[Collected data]
+ + + + + + +

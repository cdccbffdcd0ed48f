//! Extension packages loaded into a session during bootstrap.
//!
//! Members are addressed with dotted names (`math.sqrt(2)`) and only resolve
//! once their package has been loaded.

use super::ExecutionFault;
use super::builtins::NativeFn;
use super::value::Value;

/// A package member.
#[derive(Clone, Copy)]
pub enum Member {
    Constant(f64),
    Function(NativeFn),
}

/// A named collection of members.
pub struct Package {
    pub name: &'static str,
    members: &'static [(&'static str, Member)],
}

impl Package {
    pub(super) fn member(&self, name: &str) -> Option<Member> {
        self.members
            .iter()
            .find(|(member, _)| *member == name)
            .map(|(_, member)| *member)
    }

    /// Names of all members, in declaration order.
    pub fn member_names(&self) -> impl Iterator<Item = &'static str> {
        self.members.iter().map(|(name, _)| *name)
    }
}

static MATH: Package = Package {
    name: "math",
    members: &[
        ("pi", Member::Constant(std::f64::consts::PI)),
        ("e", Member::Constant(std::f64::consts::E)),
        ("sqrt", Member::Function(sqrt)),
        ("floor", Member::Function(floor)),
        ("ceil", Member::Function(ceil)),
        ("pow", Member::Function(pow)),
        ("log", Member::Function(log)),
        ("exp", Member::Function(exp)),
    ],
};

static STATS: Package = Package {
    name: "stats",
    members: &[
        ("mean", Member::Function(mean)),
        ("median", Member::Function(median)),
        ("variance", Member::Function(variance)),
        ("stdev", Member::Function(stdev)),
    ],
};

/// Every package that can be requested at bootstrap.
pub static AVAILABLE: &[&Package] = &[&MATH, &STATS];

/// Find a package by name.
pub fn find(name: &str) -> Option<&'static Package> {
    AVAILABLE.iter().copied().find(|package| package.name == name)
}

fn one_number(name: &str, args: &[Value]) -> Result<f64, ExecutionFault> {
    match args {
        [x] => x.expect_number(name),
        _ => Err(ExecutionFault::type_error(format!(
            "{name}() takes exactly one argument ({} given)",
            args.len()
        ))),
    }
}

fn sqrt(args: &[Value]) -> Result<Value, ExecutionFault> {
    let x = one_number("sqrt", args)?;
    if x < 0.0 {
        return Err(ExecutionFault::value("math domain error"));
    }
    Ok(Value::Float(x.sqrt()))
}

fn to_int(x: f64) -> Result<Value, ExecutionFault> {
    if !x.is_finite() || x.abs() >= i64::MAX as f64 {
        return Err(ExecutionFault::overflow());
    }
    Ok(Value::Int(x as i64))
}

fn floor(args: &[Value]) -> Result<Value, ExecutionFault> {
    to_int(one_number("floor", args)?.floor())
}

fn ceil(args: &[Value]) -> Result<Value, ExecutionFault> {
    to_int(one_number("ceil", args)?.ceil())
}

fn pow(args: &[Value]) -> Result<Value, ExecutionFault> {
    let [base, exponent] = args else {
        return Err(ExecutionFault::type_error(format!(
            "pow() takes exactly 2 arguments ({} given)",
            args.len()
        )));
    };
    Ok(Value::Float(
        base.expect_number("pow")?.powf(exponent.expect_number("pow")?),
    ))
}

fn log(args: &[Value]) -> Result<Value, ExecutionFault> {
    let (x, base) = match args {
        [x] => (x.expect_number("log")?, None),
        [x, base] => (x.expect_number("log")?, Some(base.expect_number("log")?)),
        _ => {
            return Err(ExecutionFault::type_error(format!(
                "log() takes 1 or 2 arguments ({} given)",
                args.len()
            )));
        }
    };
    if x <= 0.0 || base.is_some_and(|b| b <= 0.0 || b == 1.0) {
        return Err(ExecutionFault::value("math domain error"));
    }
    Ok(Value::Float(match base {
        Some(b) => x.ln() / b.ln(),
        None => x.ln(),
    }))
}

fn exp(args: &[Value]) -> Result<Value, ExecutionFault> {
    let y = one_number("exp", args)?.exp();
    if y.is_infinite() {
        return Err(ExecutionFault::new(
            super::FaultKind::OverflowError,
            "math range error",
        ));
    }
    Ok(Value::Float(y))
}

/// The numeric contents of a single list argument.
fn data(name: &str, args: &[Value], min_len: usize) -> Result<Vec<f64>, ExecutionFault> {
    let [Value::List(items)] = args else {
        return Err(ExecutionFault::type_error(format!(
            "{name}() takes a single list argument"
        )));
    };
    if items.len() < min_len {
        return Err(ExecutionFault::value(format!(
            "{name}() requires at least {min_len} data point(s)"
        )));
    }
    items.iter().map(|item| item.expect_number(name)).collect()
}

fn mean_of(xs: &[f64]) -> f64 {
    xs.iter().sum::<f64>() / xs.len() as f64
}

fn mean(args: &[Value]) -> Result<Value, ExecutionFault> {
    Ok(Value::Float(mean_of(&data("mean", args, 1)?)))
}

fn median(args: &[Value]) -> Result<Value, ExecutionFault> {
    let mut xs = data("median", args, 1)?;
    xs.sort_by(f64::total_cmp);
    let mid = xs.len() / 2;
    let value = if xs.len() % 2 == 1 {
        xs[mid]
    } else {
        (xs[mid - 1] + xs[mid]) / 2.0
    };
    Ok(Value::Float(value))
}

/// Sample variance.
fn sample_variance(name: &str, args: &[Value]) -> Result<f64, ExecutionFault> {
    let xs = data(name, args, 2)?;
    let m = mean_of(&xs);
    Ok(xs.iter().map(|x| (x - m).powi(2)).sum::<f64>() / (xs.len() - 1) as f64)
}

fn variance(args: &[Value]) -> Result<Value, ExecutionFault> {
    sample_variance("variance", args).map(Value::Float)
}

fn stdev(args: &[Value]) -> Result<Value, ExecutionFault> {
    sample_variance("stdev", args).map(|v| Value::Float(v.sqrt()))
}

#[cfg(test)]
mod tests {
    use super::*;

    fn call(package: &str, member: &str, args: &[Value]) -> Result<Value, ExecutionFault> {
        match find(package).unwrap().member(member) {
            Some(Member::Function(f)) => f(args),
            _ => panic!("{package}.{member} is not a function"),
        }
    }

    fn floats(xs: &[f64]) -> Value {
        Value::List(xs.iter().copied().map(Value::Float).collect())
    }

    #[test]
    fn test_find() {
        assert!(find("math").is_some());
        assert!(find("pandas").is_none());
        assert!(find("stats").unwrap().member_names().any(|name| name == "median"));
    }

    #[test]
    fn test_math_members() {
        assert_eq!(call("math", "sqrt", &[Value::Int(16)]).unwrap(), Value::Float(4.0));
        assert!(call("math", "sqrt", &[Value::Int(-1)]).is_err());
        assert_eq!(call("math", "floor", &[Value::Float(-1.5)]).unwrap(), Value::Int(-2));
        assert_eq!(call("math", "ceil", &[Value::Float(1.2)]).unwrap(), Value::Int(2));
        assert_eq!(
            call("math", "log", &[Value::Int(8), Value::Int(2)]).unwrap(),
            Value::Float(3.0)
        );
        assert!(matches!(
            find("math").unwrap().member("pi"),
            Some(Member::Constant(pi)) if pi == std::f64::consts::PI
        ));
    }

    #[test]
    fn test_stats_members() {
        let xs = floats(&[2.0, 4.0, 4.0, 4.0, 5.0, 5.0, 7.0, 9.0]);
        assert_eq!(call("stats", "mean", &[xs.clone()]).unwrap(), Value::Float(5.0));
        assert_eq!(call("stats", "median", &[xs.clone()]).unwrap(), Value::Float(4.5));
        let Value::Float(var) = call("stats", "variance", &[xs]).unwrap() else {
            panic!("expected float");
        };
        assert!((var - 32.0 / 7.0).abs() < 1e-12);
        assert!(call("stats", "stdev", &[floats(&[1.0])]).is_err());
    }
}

+ + + + + + +

◆ **Assignment**: In these entries, please give the number of lines holding the string "NativeFn" and nothing more.

◆ **Expected output**: 2